**PROBLEM DETAILS:** Read the records below and report each line in which "MockEnvironment" occurs.

Stored data:
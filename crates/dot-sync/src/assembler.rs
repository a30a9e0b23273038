//! Reassembly of a contiguous chain slice from out-of-order worker results.
//!
//! One assembler runs per batch cycle. It owns a slice covering
//! `[start_at, start_at + expected)` and keeps consuming worker results —
//! validating, penalizing and re-requesting as needed — until every slot is
//! filled or the engine stops.

use crate::error::{ResponseValidationError, SyncError};
use crate::traits::{BlockState, Network};
use crate::worker_pool::{SyncTaskResult, SyncWorkerPool};
use dot_network::{
    BlockRequest, Direction, FromBlock, ReputationChange, RequestError, BOOTSTRAP_REQUEST_DATA,
    REQUEST_BODY, REQUEST_HEADER, REQUEST_JUSTIFICATION,
};
use dot_types::{BlockData, Hash, Header};
use std::sync::Arc;
use std::time::Duration;
use tokio::sync::mpsc;
use tokio_util::sync::CancellationToken;
use tracing::{debug, error, warn};

/// How long the assembler waits without results before re-seeding the pool.
const IDLE_TIMEOUT: Duration = Duration::from_secs(60);

/// Assembles one contiguous run of blocks across arbitrarily many responses.
pub struct ChainAssembler {
    pool: Arc<SyncWorkerPool>,
    network: Arc<dyn Network>,
    block_state: Arc<dyn BlockState>,
    bad_blocks: Vec<Hash>,
    cancel: CancellationToken,
}

impl ChainAssembler {
    /// Create an assembler over the engine's collaborators.
    pub fn new(
        pool: Arc<SyncWorkerPool>,
        network: Arc<dyn Network>,
        block_state: Arc<dyn BlockState>,
        bad_blocks: Vec<Hash>,
        cancel: CancellationToken,
    ) -> Self {
        Self {
            pool,
            network,
            block_state,
            bad_blocks,
            cancel,
        }
    }

    /// Fill the slice `[start_at, start_at + expected)` from worker results.
    ///
    /// Returns `None` when the stop signal fired mid-cycle, otherwise the
    /// complete ascending run of blocks.
    pub async fn handle_workers_results(
        &self,
        results_tx: mpsc::UnboundedSender<SyncTaskResult>,
        mut results_rx: mpsc::UnboundedReceiver<SyncTaskResult>,
        start_at: u64,
        expected: u32,
    ) -> Result<Option<Vec<BlockData>>, SyncError> {
        let mut slice: Vec<Option<BlockData>> = vec![None; expected as usize];

        while slice.iter().any(Option::is_none) {
            let result = tokio::select! {
                _ = self.cancel.cancelled() => return Ok(None),
                _ = tokio::time::sleep(IDLE_TIMEOUT) => {
                    warn!("no results for a while, re-seeding the worker pool");
                    self.pool.use_connected_peers();
                    continue;
                }
                maybe = results_rx.recv() => match maybe {
                    Some(result) => result,
                    None => return Ok(None),
                },
            };

            let SyncTaskResult {
                who,
                request,
                response,
                error,
            } = result;
            debug!(peer = %who, failed = error.is_some(), "worker task result");

            if let Some(request_error) = error {
                if !matches!(request_error, RequestError::EmptyMessage) {
                    error!(peer = %who, error = %request_error, "block request failed");
                    if matches!(request_error, RequestError::ProtocolNotSupported) {
                        self.network
                            .report_peer(ReputationChange::bad_protocol(), &who);
                        self.pool.punish_peer(&who);
                    }
                }
                self.resubmit(request, &results_tx)?;
                continue;
            }

            let mut blocks = response.map(|response| response.blocks).unwrap_or_default();

            if request.direction == Direction::Descending {
                blocks.reverse();
            }

            if blocks.is_empty() {
                // an empty response is short by definition: ask again in full
                self.resubmit(request, &results_tx)?;
                continue;
            }

            if let Err(validation_error) = validate_response_fields(request.requested_data, &blocks)
            {
                error!(peer = %who, error = %validation_error, "validating response fields");
                if matches!(validation_error, ResponseValidationError::NilHeader(_)) {
                    self.network
                        .report_peer(ReputationChange::incomplete_header(), &who);
                }
                self.resubmit(request, &results_tx)?;
                continue;
            }

            if !is_response_a_chain(&blocks) {
                error!(peer = %who, "response is not a chain");
                self.resubmit(request, &results_tx)?;
                continue;
            }

            if !response_grows_chain(&blocks, &slice, start_at) {
                error!(peer = %who, "response does not grow the ongoing chain");
                self.resubmit(request, &results_tx)?;
                continue;
            }

            if let Some(bad) = blocks
                .iter()
                .find(|block| self.bad_blocks.contains(&block.hash))
            {
                error!(peer = %who, block = %bad.hash, "peer sent a known bad block");
                self.network
                    .report_peer(ReputationChange::bad_block_announcement(), &who);
                self.pool.ignore_peer_as_worker(&who);
                self.resubmit(request, &results_tx)?;
                continue;
            }

            let received = blocks.len() as u32;
            let last_number = blocks.last().and_then(BlockData::number);
            for block in blocks {
                if let Some(number) = block.number() {
                    let index = (number - start_at) as usize;
                    slice[index] = Some(block);
                }
            }

            // a short response leaves an ascending suffix uncovered
            if received < request.max {
                if let Some(last_number) = last_number {
                    let follow_up = BlockRequest::new(
                        BOOTSTRAP_REQUEST_DATA,
                        FromBlock::Number(last_number + 1),
                        Direction::Ascending,
                        request.max - received,
                    );
                    self.resubmit(follow_up, &results_tx)?;
                }
            }
        }

        Ok(Some(slice.into_iter().flatten().collect()))
    }

    fn resubmit(
        &self,
        request: BlockRequest,
        results_tx: &mpsc::UnboundedSender<SyncTaskResult>,
    ) -> Result<(), SyncError> {
        if self.block_state.is_paused() {
            return Err(SyncError::BlockStatePaused);
        }
        self.pool.submit_request(request, None, results_tx.clone());
        Ok(())
    }
}

/// Check that every requested field is present in every block of a response.
pub(crate) fn validate_response_fields(
    requested_data: u8,
    blocks: &[BlockData],
) -> Result<(), ResponseValidationError> {
    for block in blocks {
        if requested_data & REQUEST_HEADER != 0 && block.header.is_none() {
            return Err(ResponseValidationError::NilHeader(block.hash));
        }
        if requested_data & REQUEST_BODY != 0 && block.body.is_none() {
            return Err(ResponseValidationError::NilBody(block.hash));
        }
        // only enforced when strictly justifications were requested
        if requested_data == REQUEST_JUSTIFICATION && block.justification.is_none() {
            return Err(ResponseValidationError::NilJustification(block.hash));
        }
    }
    Ok(())
}

/// Check that adjacent response blocks are parent and child.
pub(crate) fn is_response_a_chain(blocks: &[BlockData]) -> bool {
    if blocks.len() < 2 {
        return true;
    }

    for pair in blocks.windows(2) {
        let (Some(parent), Some(child)) = (header_of(&pair[0]), header_of(&pair[1])) else {
            return false;
        };
        if parent.hash() != child.parent_hash {
            return false;
        }
    }
    true
}

/// Check that a response joins cleanly onto the partially-filled slice: every
/// block must land inside the slice, the block left of the response's first
/// must be its parent, and the block right of its last must be its child.
pub(crate) fn response_grows_chain(
    response: &[BlockData],
    slice: &[Option<BlockData>],
    start_at: u64,
) -> bool {
    if slice.is_empty() || response.is_empty() {
        return true;
    }

    // out-of-range numbers cannot be placed anywhere
    for block in response {
        let Some(number) = block.number() else {
            return false;
        };
        let Some(index) = number.checked_sub(start_at) else {
            return false;
        };
        if index as usize >= slice.len() {
            return false;
        }
    }

    let links_to = |parent: &BlockData, child: &BlockData| -> bool {
        match (header_of(parent), header_of(child)) {
            (Some(parent), Some(child)) => parent.hash() == child.parent_hash,
            _ => false,
        }
    };

    let first = &response[0];
    let first_index = (first.number().unwrap_or_default() - start_at) as usize;
    if first_index > 0 {
        if let Some(left) = &slice[first_index - 1] {
            if !links_to(left, first) {
                return false;
            }
        }
    }

    let last = response.last().unwrap_or(first);
    let last_index = (last.number().unwrap_or_default() - start_at) as usize;
    if last_index + 1 < slice.len() {
        if let Some(right) = &slice[last_index + 1] {
            if !links_to(last, right) {
                return false;
            }
        }
    }

    true
}

fn header_of(block: &BlockData) -> Option<&Header> {
    block.header.as_ref()
}
#[cfg(test)]
mod tests {
    use super::*;
    use crate::disjoint::DisjointBlockSetConfig;
    use crate::mocks::{MockEnvironment, TestChain};

    fn engine(env: &MockEnvironment) -> Arc<ChainSync> {
        ChainSync::new(ChainSyncConfig {
            block_state: env.block_state.clone(),
            storage_state: env.storage_state.clone(),
            transaction_state: env.transaction_state.clone(),
            babe_verifier: env.babe_verifier.clone(),
            finality_gadget: env.finality_gadget.clone(),
            block_import_handler: env.import_handler.clone(),
            telemetry: env.telemetry.clone(),
            network: env.network.clone(),
            request_maker: env.request_maker.clone(),
            pending_blocks: Arc::new(DisjointBlockSet::new(DisjointBlockSetConfig::default())),
            min_peers: 1,
            wait_peers_interval: Duration::from_millis(20),
            bad_blocks: Vec::new(),
        })
    }

    fn peer(byte: u8) -> PeerId {
        PeerId::from_bytes(vec![byte])
    }

    #[tokio::test]
    async fn test_handshake_within_distance_stays_in_tip() {
        let chain = TestChain::generate(200);
        let env = MockEnvironment::with_chain(&chain, 0);
        let sync = engine(&env);

        // target exactly 128 ahead: 0 + 128 < 128 is false
        sync.clone()
            .on_block_announce_handshake(peer(1), chain.hash_at(128), 128)
            .await
            .unwrap();
        assert_eq!(sync.sync_mode(), SyncMode::Tip);

        sync.stop().await.unwrap();
    }

    #[tokio::test]
    async fn test_handshake_past_distance_flips_to_bootstrap() {
        let chain = TestChain::generate(200);
        let env = MockEnvironment::with_chain(&chain, 0);
        env.request_maker.serve_nothing();
        let sync = engine(&env);

        sync.clone()
            .on_block_announce_handshake(peer(1), chain.hash_at(129), 129)
            .await
            .unwrap();
        assert_eq!(sync.sync_mode(), SyncMode::Bootstrap);

        sync.stop().await.unwrap();
    }

    #[tokio::test]
    async fn test_announce_already_pending_is_rejected() {
        let chain = TestChain::generate(600);
        let env = MockEnvironment::with_chain(&chain, 5);
        let sync = engine(&env);

        // a far-ahead target keeps announce handling to the pending set only
        sync.peer_view_set.update(peer(9), chain.hash_at(500), 500);

        let header = chain.header_at(6);
        sync.on_block_announce(peer(1), header.clone()).await.unwrap();
        let err = sync.on_block_announce(peer(1), header).await.unwrap_err();
        assert!(matches!(err, SyncError::AlreadyInDisjointSet { number: 6, .. }));

        sync.stop().await.unwrap();
    }

    #[tokio::test]
    async fn test_stale_announce_issues_no_request() {
        let chain = TestChain::generate(110);
        // best #100, finalised #90
        let env = MockEnvironment::with_chain_and_finalised(&chain, 100, 90);
        let sync = engine(&env);
        env.network.connect(peer(1));
        sync.peer_view_set
            .update(peer(1), chain.hash_at(100), 100);

        // a side-chain block below the finalised head
        sync.on_block_announce(peer(1), chain.fork_header_at(85))
            .await
            .unwrap();

        assert_eq!(env.request_maker.request_count(), 0);
        sync.stop().await.unwrap();
    }

    #[tokio::test]
    async fn test_announced_descendant_is_fetched_and_imported() {
        let chain = TestChain::generate(120);
        let env = MockEnvironment::with_chain(&chain, 100);
        let sync = engine(&env);
        env.network.connect(peer(1));
        sync.worker_pool.from_block_announce(peer(1));
        sync.peer_view_set.update(peer(1), chain.hash_at(105), 105);

        sync.on_block_announce(peer(1), chain.header_at(105))
            .await
            .unwrap();

        // the 5-block gap was fetched descending and imported ascending
        assert_eq!(
            env.import_handler.imported_numbers(),
            vec![101, 102, 103, 104, 105]
        );
        assert_eq!(env.block_state.best_number(), 105);
        assert_eq!(
            *env.block_state.runtime_mock().executed.lock(),
            vec![101, 102, 103, 104, 105]
        );

        // at the tip, announce handling verifies block production
        assert_eq!(env.babe_verifier.verified.load(Ordering::SeqCst), 5);
        assert_eq!(env.finality_gadget.verified.load(Ordering::SeqCst), 0);

        // bodies flowed through the transaction pool and telemetry
        assert_eq!(env.transaction_state.removed.lock().len(), 5);
        assert_eq!(env.telemetry.records.lock().len(), 5);
        assert_eq!(env.block_state.stored_block_data_count(), 5);

        // the storage lock is balanced and nothing was reported
        assert_eq!(env.storage_state.lock_balance.load(Ordering::SeqCst), 0);
        assert!(env.network.reported.lock().is_empty());

        sync.stop().await.unwrap();
    }

    #[tokio::test]
    async fn test_highest_block_requires_peers() {
        let chain = TestChain::generate(10);
        let env = MockEnvironment::with_chain(&chain, 0);
        let sync = engine(&env);

        assert!(matches!(sync.highest_block(), Err(SyncError::NoPeers)));
        sync.peer_view_set.update(peer(1), chain.hash_at(9), 9);
        assert_eq!(sync.highest_block().unwrap(), 9);

        sync.stop().await.unwrap();
    }
}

**PROBLEM SOLUTION:**
    use crate::mocks::{MockEnvironment, TestChain};
    fn engine(env: &MockEnvironment) -> Arc<ChainSync> {
        let env = MockEnvironment::with_chain(&chain, 0);
        let env = MockEnvironment::with_chain(&chain, 0);
        let env = MockEnvironment::with_chain(&chain, 5);
        let env = MockEnvironment::with_chain_and_finalised(&chain, 100, 90);
        let env = MockEnvironment::with_chain(&chain, 100);
        let env = MockEnvironment::with_chain(&chain, 0);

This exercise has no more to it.